→ **What you should do**
The required output is every entry, printed exactly as written.

→ **Stored data entries**
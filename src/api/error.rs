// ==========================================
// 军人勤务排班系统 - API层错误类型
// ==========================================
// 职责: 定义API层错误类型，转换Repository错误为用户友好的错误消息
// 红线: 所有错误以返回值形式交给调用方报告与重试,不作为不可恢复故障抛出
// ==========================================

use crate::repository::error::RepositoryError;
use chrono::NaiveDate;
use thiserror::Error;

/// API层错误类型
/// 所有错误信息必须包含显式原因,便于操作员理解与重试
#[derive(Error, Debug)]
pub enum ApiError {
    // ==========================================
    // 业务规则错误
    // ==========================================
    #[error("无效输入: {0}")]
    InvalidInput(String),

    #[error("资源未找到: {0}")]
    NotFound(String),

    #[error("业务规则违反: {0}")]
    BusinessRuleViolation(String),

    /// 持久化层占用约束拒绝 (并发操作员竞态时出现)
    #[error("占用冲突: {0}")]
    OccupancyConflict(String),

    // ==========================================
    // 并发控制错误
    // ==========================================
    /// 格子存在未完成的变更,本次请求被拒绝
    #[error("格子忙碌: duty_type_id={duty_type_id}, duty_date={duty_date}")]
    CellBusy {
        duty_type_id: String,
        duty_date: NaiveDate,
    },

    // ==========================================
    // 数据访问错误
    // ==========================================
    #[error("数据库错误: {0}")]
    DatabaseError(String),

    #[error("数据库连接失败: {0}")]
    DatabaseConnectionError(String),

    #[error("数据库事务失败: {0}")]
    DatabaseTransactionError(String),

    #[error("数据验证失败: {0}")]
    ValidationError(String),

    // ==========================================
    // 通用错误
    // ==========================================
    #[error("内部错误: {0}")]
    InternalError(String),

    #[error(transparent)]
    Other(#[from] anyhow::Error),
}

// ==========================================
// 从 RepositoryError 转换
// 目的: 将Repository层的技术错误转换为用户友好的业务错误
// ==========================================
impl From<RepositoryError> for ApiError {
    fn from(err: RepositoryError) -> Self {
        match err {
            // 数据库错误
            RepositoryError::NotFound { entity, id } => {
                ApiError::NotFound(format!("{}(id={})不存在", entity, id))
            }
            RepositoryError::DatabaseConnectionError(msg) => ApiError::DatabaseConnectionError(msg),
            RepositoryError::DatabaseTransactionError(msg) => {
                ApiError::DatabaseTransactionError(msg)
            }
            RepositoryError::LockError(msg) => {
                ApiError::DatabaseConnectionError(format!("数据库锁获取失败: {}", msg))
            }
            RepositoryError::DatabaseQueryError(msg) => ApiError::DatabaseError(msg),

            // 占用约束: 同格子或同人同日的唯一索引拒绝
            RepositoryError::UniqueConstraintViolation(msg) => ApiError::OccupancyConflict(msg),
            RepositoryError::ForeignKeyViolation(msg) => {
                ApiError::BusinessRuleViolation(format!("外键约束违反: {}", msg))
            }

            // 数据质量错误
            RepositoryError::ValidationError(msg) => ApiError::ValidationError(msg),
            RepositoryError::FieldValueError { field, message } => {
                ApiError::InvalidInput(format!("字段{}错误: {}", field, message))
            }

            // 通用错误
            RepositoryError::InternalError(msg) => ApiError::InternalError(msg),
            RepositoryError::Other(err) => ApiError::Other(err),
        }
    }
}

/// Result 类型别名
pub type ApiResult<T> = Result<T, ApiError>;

→ **The answer**
filename src/api/error.rs
// ==========================================
// 军人勤务排班系统 - API层错误类型
// ==========================================
// 职责: 定义API层错误类型，转换Repository错误为用户友好的错误消息
// 红线: 所有错误以返回值形式交给调用方报告与重试,不作为不可恢复故障抛出
// ==========================================

use crate::repository::error::RepositoryError;
use chrono::NaiveDate;
use thiserror::Error;

/// API层错误类型
/// 所有错误信息必须包含显式原因,便于操作员理解与重试
#[derive(Error, Debug)]
pub enum ApiError {
    // ==========================================
    // 业务规则错误
    // ==========================================
    #[error("无效输入: {0}")]
    InvalidInput(String),

    #[error("资源未找到: {0}")]
    NotFound(String),

    #[error("业务规则违反: {0}")]
    BusinessRuleViolation(String),

    /// 持久化层占用约束拒绝 (并发操作员竞态时出现)
    #[error("占用冲突: {0}")]
    OccupancyConflict(String),

    // ==========================================
    // 并发控制错误
    // ==========================================
    /// 格子存在未完成的变更,本次请求被拒绝
    #[error("格子忙碌: duty_type_id={duty_type_id}, duty_date={duty_date}")]
    CellBusy {
        duty_type_id: String,
        duty_date: NaiveDate,
    },

    // ==========================================
    // 数据访问错误
    // ==========================================
    #[error("数据库错误: {0}")]
    DatabaseError(String),

    #[error("数据库连接失败: {0}")]
    DatabaseConnectionError(String),

    #[error("数据库事务失败: {0}")]
    DatabaseTransactionError(String),

    #[error("数据验证失败: {0}")]
    ValidationError(String),

    // ==========================================
    // 通用错误
    // ==========================================
    #[error("内部错误: {0}")]
    InternalError(String),

    #[error(transparent)]
    Other(#[from] anyhow::Error),
}

// ==========================================
// 从 RepositoryError 转换
// 目的: 将Repository层的技术错误转换为用户友好的业务错误
// ==========================================
impl From<RepositoryError> for ApiError {
    fn from(err: RepositoryError) -> Self {
        match err {
            // 数据库错误
            RepositoryError::NotFound { entity, id } => {
                ApiError::NotFound(format!("{}(id={})不存在", entity, id))
            }
            RepositoryError::DatabaseConnectionError(msg) => ApiError::DatabaseConnectionError(msg),
            RepositoryError::DatabaseTransactionError(msg) => {
                ApiError::DatabaseTransactionError(msg)
            }
            RepositoryError::LockError(msg) => {
                ApiError::DatabaseConnectionError(format!("数据库锁获取失败: {}", msg))
            }
            RepositoryError::DatabaseQueryError(msg) => ApiError::DatabaseError(msg),

            // 占用约束: 同格子或同人同日的唯一索引拒绝
            RepositoryError::UniqueConstraintViolation(msg) => ApiError::OccupancyConflict(msg),
            RepositoryError::ForeignKeyViolation(msg) => {
                ApiError::BusinessRuleViolation(format!("外键约束违反: {}", msg))
            }

            // 数据质量错误
            RepositoryError::ValidationError(msg) => ApiError::ValidationError(msg),
            RepositoryError::FieldValueError { field, message } => {
                ApiError::InvalidInput(format!("字段{}错误: {}", field, message))
            }

            // 通用错误
            RepositoryError::InternalError(msg) => ApiError::InternalError(msg),
            RepositoryError::Other(err) => ApiError::Other(err),
        }
    }
}

/// Result 类型别名
pub type ApiResult<T> = Result<T, ApiError>;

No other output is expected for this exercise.